STEPS Dressed For SuccessPEOPLE WHO NICK YOUR HAIRSPRAY

Who for instance, is the worst person that STEPS have ever shared a dressing room with?

“Vanilla were really bad because they kept borrowing my makeup,” hoots an outraged Lisa.

“They’d go, ‘Got any ‘airsprayyyy'” chuckles H.

“Do you remember sharing with Damien? The bloke who did The Time Warp (dodgy hit from the musical Rocky Horror Show)?” enquires Claire suddenly. “He started doing Lisa’s hair! He’d go, ‘Look, you need a bit more oomph in it!'”

“Then he started backcombing it all up with hairspray and she ended up looking like Pebbles (from The Flintstones) with a big bouffant,” H summaries as everyone screams at the memory.

“I was nearly in tears,” pouts Lisa. “I was like, ‘You stupid man! Look what you’ve done to my hair!” Tragedy!

POP GRAFFITI

Do STEPS ever get embarrassed about taking their kit off in front of complete strangers?

“We’ve got all the tricks of the trade,” confides Faye. “Taking your bra off under your top, putting pants on top of pants…”

“At the start, we used to send the boys out of the room or get them to turn their backs,” remembers Claire, “but now we don’t care.”

In fact, there are more important things for everyone to be getting on with before a show, like vandalising the place for starters. “Everyone scrawls their name on the wall of the dressing room,” confesses H, “that’s how you see who’s been there before you.”

“We used to carry around a lot of promotional postcards and see who could stick them in the most obscure place,” remembers Faye. “We’d put them on the ceiling, or right at the top of the mirror.”

POSH BOUQUETS

If the band are lucky, they might get flowers before the show (though their celebrity fans, Denise Van Outen and Mel C, haven’t yet showered them with bouquets). “MTV once sent us baskets of flowers,” reminisces Claire. “They were really posh weren’t they?”

“Yeah they were,” Faye agrees. “They had apples in them and stuff, very modern.”

Some popstars demand all sorts of posh nosh in their dressing room, but STEPS are more modest – so long as they have Ribena, towels, water and the odd sarnie, they’re happy. “We’re not getting ridiculous,” says Lisa. “We’re not demanding champagne and all that…”

“But we might one day!”chuckles Faye.

Just ten minutes before they go on stage, the band will change into their stage wear, “so we don’t have pits that ming” explains H. Then they’ll jump around, excitedly wishing each other good luck.

“Even if we’re really, really, tired, the minute you go onstage, you just lose everything,” beams Claire, getting excited just at the thought of it.

“I’ve never not wanted to go on stage,” says Faye. “When you’re up there, you kind of think, ‘This is what I’m here for.

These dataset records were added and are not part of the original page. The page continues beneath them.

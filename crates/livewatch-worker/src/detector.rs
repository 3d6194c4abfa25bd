//! Transition detection.
//!
//! Pure functions: given stored presence and fresh observations, compute the
//! updated presence and the intents the change calls for. Role decisions use
//! the aggregate live flag (live on any linked platform), read from the
//! cycle's snapshot and never from a second adapter call.

use std::collections::BTreeMap;

use chrono::{DateTime, Utc};

use livewatch_core::types::{CommunityId, LiveStatus, MemberId, Platform};
use livewatch_entity::{Intent, PresenceState, SubjectRecord};

/// What happened to one (subject, platform) pair.
#[derive(Debug, Clone, Copy, PartialEq, Eq)]
pub enum TransitionKind {
    /// Same live flag as before.
    Unchanged,
    /// Offline → live.
    WentLive,
    /// Live → offline.
    WentOffline,
}

/// Apply one observation to the stored state.
///
/// A link that was never polled counts as offline.
pub fn apply_observation(
    old: Option<&PresenceState>,
    observed: &LiveStatus,
    now: DateTime<Utc>,
) -> (PresenceState, TransitionKind) {
    let old = old.cloned().unwrap_or_else(|| PresenceState::initial(now));

    match (old.is_live, observed.is_live) {
        (false, true) => {
            let state = PresenceState {
                is_live: true,
                last_title: observed.title.clone(),
                since: Some(now),
                last_checked_at: now,
            };
            (state, TransitionKind::WentLive)
        }
        (true, false) => {
            let state = PresenceState {
                is_live: false,
                last_title: old.last_title,
                since: None,
                last_checked_at: now,
            };
            (state, TransitionKind::WentOffline)
        }
        (true, true) => {
            let title = observed.title.clone().or(old.last_title);
            let state = PresenceState {
                is_live: true,
                last_title: title,
                since: old.since.or(Some(now)),
                last_checked_at: now,
            };
            (state, TransitionKind::Unchanged)
        }
        (false, false) => {
            let state = PresenceState {
                is_live: false,
                last_title: old.last_title,
                since: None,
                last_checked_at: now,
            };
            (state, TransitionKind::Unchanged)
        }
    }
}

/// Decision for one subject across all of its observed platforms.
#[derive(Debug, Clone, Default, PartialEq, Eq)]
pub struct SubjectOutcome {
    /// New state for every platform that was checked successfully.
    pub updates: Vec<(Platform, PresenceState)>,
    /// Notify intents first, then at most one role intent.
    pub intents: Vec<Intent>,
    /// Aggregate flag at snapshot time.
    pub live_before: bool,
    /// Aggregate flag after applying the updates. Platforms whose check
    /// failed keep their snapshot state.
    pub live_after: bool,
    /// Number of platforms whose live flag changed.
    pub transitions: usize,
}

/// Evaluate every observation for one subject in a single decision pass.
///
/// Each offline → live platform produces a Notify. The role is granted only
/// when the aggregate goes from false to true and revoked only when it goes
/// from true to false, so a subject that swaps platforms in one cycle keeps
/// its role untouched.
pub fn evaluate_subject(
    community: CommunityId,
    member: MemberId,
    subject: &SubjectRecord,
    observations: &BTreeMap<Platform, LiveStatus>,
    now: DateTime<Utc>,
) -> SubjectOutcome {
    let live_before = subject.is_live();
    let mut outcome = SubjectOutcome {
        live_before,
        ..Default::default()
    };

    let mut live_after = false;
    let mut first_live: Option<(Platform, &str)> = None;
    let mut first_offline: Option<(Platform, &str)> = None;

    for (platform, link) in &subject.links {
        let Some(observed) = observations.get(platform) else {
            live_after |= link.is_live();
            continue;
        };

        let (state, kind) = apply_observation(link.presence.as_ref(), observed, now);
        live_after |= state.is_live;

        match kind {
            TransitionKind::WentLive => {
                outcome.transitions += 1;
                outcome.intents.push(Intent::notify(
                    community,
                    member,
                    *platform,
                    link.handle.as_str(),
                    state.last_title.clone(),
                ));
                first_live.get_or_insert((*platform, link.handle.as_str()));
            }
            TransitionKind::WentOffline => {
                outcome.transitions += 1;
                first_offline.get_or_insert((*platform, link.handle.as_str()));
            }
            TransitionKind::Unchanged => {}
        }

        outcome.updates.push((*platform, state));
    }

    outcome.live_after = live_after;

    match (live_before, live_after) {
        (false, true) => {
            if let Some((platform, handle)) = first_live {
                outcome
                    .intents
                    .push(Intent::grant_role(community, member, platform, handle));
            }
        }
        (true, false) => {
            if let Some((platform, handle)) = first_offline {
                outcome
                    .intents
                    .push(Intent::revoke_role(community, member, platform, handle));
            }
        }
        _ => {}
    }

    outcome
}

#[cfg(test)]
mod tests {
    use chrono::Duration;
    use livewatch_entity::{IntentKind, PlatformLink};

    use super::*;

    const C: CommunityId = CommunityId::new(1);
    const M: MemberId = MemberId::new(2);

    fn kinds(intents: &[Intent]) -> Vec<IntentKind> {
        intents.iter().map(|i| i.kind).collect()
    }

    fn live_state(at: DateTime<Utc>, title: &str) -> PresenceState {
        PresenceState {
            is_live: true,
            last_title: Some(title.into()),
            since: Some(at),
            last_checked_at: at,
        }
    }

    fn subject(links: &[(Platform, Option<PresenceState>)]) -> SubjectRecord {
        let mut subject = SubjectRecord::default();
        for (platform, presence) in links {
            let mut link = PlatformLink::new(format!("{platform}-handle"), Utc::now());
            link.presence = presence.clone();
            subject.links.insert(*platform, link);
        }
        subject
    }

    /// Evaluate a Twitch-only subject.
    fn twitch_only(
        old: Option<PresenceState>,
        observed: LiveStatus,
        now: DateTime<Utc>,
    ) -> (PresenceState, SubjectOutcome) {
        let record = subject(&[(Platform::Twitch, old)]);
        let observations = BTreeMap::from([(Platform::Twitch, observed)]);
        let outcome = evaluate_subject(C, M, &record, &observations, now);
        let state = outcome.updates[0].1.clone();
        (state, outcome)
    }

    #[test]
    fn test_first_poll_offline_creates_initial_state() {
        let now = Utc::now();
        let (state, outcome) = twitch_only(None, LiveStatus::offline(), now);
        assert_eq!(outcome.transitions, 0);
        assert!(outcome.intents.is_empty());
        assert_eq!(state, PresenceState::initial(now));
    }

    #[test]
    fn test_went_live_notifies_and_grants() {
        let now = Utc::now();
        let (state, outcome) = twitch_only(
            Some(PresenceState::initial(now)),
            LiveStatus::live(Some("Ranked".into())),
            now,
        );
        assert_eq!(outcome.transitions, 1);
        assert_eq!(
            kinds(&outcome.intents),
            vec![IntentKind::Notify, IntentKind::GrantRole]
        );
        assert_eq!(outcome.intents[0].title.as_deref(), Some("Ranked"));
        assert_eq!(outcome.intents[0].handle, "twitch-handle");
        assert_eq!(state.since, Some(now));
    }

    #[test]
    fn test_went_offline_revokes_and_keeps_title() {
        let now = Utc::now();
        let old = live_state(now - Duration::minutes(30), "Ranked");
        let (state, outcome) = twitch_only(Some(old), LiveStatus::offline(), now);

        assert_eq!(kinds(&outcome.intents), vec![IntentKind::RevokeRole]);
        assert_eq!(state.since, None);
        assert_eq!(state.last_title.as_deref(), Some("Ranked"));
    }

    #[test]
    fn test_still_live_updates_title_and_keeps_since() {
        let start = Utc::now() - Duration::hours(1);
        let now = Utc::now();
        let (state, outcome) = twitch_only(
            Some(live_state(start, "Warmup")),
            LiveStatus::live(Some("Finals".into())),
            now,
        );
        assert!(outcome.intents.is_empty());
        assert_eq!(state.since, Some(start));
        assert_eq!(state.last_title.as_deref(), Some("Finals"));
        assert_eq!(state.last_checked_at, now);
    }

    #[test]
    fn test_notify_fires_iff_previous_offline_and_current_live() {
        let observations = [
            false, true, true, false, true, false, false, true, true, true, false,
        ];
        let mut state: Option<PresenceState> = None;
        let mut previous = false;
        let mut now = Utc::now();

        for observed in observations {
            let status = if observed {
                LiveStatus::live(Some("t".into()))
            } else {
                LiveStatus::offline()
            };
            let (next, outcome) = twitch_only(state.clone(), status, now);
            let notified = outcome
                .intents
                .iter()
                .any(|i| i.kind == IntentKind::Notify);
            assert_eq!(notified, observed && !previous);
            assert!(next.is_consistent());

            previous = observed;
            state = Some(next);
            now += Duration::minutes(5);
        }
    }

    #[test]
    fn test_replayed_live_observation_notifies_once() {
        let now = Utc::now();
        let status = LiveStatus::live(Some("Ranked".into()));
        let (first_state, first) = twitch_only(None, status.clone(), now);
        let (_, second) = twitch_only(Some(first_state), status, now);
        let notifies = first
            .intents
            .iter()
            .chain(&second.intents)
            .filter(|i| i.kind == IntentKind::Notify)
            .count();
        assert_eq!(notifies, 1);
    }

    #[test]
    fn test_second_platform_going_live_only_notifies() {
        let now = Utc::now();
        let record = subject(&[
            (Platform::Twitch, Some(live_state(now, "a"))),
            (Platform::YouTube, Some(PresenceState::initial(now))),
        ]);
        let observations = BTreeMap::from([
            (Platform::Twitch, LiveStatus::live(Some("a".into()))),
            (Platform::YouTube, LiveStatus::live(Some("b".into()))),
        ]);

        let outcome = evaluate_subject(C, M, &record, &observations, now);
        assert_eq!(kinds(&outcome.intents), vec![IntentKind::Notify]);
        assert_eq!(outcome.intents[0].platform, Platform::YouTube);
    }

    #[test]
    fn test_revoke_only_when_all_platforms_offline() {
        let now = Utc::now();
        let record = subject(&[
            (Platform::Twitch, Some(live_state(now, "a"))),
            (Platform::YouTube, Some(live_state(now, "b"))),
        ]);

        let one_off = BTreeMap::from([
            (Platform::Twitch, LiveStatus::offline()),
            (Platform::YouTube, LiveStatus::live(Some("b".into()))),
        ]);
        assert!(evaluate_subject(C, M, &record, &one_off, now).intents.is_empty());

        let both_off = BTreeMap::from([
            (Platform::Twitch, LiveStatus::offline()),
            (Platform::YouTube, LiveStatus::offline()),
        ]);
        let outcome = evaluate_subject(C, M, &record, &both_off, now);
        assert_eq!(kinds(&outcome.intents), vec![IntentKind::RevokeRole]);
        assert!(!outcome.live_after);
    }

    #[test]
    fn test_failed_check_keeps_snapshot_state_in_aggregate() {
        let now = Utc::now();
        let record = subject(&[
            (Platform::Twitch, Some(live_state(now, "a"))),
            (Platform::YouTube, Some(live_state(now, "b"))),
        ]);
        // YouTube check failed, Twitch went offline: YouTube still counts as live.
        let observations = BTreeMap::from([(Platform::Twitch, LiveStatus::offline())]);

        let outcome = evaluate_subject(C, M, &record, &observations, now);
        assert!(outcome.intents.is_empty());
        assert!(outcome.live_after);
        assert_eq!(outcome.updates.len(), 1);
    }

    #[test]
    fn test_platform_swap_in_one_cycle_keeps_role() {
        let now = Utc::now();
        let record = subject(&[
            (Platform::Twitch, Some(live_state(now, "a"))),
            (Platform::YouTube, Some(PresenceState::initial(now))),
        ]);
        let observations = BTreeMap::from([
            (Platform::Twitch, LiveStatus::offline()),
            (Platform::YouTube, LiveStatus::live(Some("b".into()))),
        ]);

        let outcome = evaluate_subject(C, M, &record, &observations, now);
        assert_eq!(kinds(&outcome.intents), vec![IntentKind::Notify]);
        assert_eq!(outcome.transitions, 2);
    }

    #[test]
    fn test_grant_attached_to_first_platform_going_live() {
        let now = Utc::now();
        let record = subject(&[(Platform::Twitch, None), (Platform::YouTube, None)]);
        let observations = BTreeMap::from([
            (Platform::Twitch, LiveStatus::live(None)),
            (Platform::YouTube, LiveStatus::live(None)),
        ]);

        let outcome = evaluate_subject(C, M, &record, &observations, now);
        assert_eq!(
            kinds(&outcome.intents),
            vec![IntentKind::Notify, IntentKind::Notify, IntentKind::GrantRole]
        );
        assert_eq!(outcome.intents[2].platform, Platform::Twitch);
    }
}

This is what I’ve always wanted to do.’ We just love it so much- it’s our ultimate, favourite bit.”

In short, it’s worth putting up with a dodgy old dressing room any day!

 

How will you be celebrating New Year’s Eve 1999?

Lisa: (Humorously) We’re all going to perform a gig and we’ll get paid a millennium pounds to do it.

Claire: I don’t even know what I’m going to do tomorrow let alone New Year’s Eve 1999.

H: We’ll sing everyone into the Millennium Dome, because three of us live around the corner. (At this, they launch into Auld Lang Syne!)

 

What are your predictions for 1999?

Faye: STEPS are gonna rule, man.

Lisa: Someone said we were, “the band for the millennium!”

H: The Spice Girls will have a baby and I won’t. Faye will change her hair three times.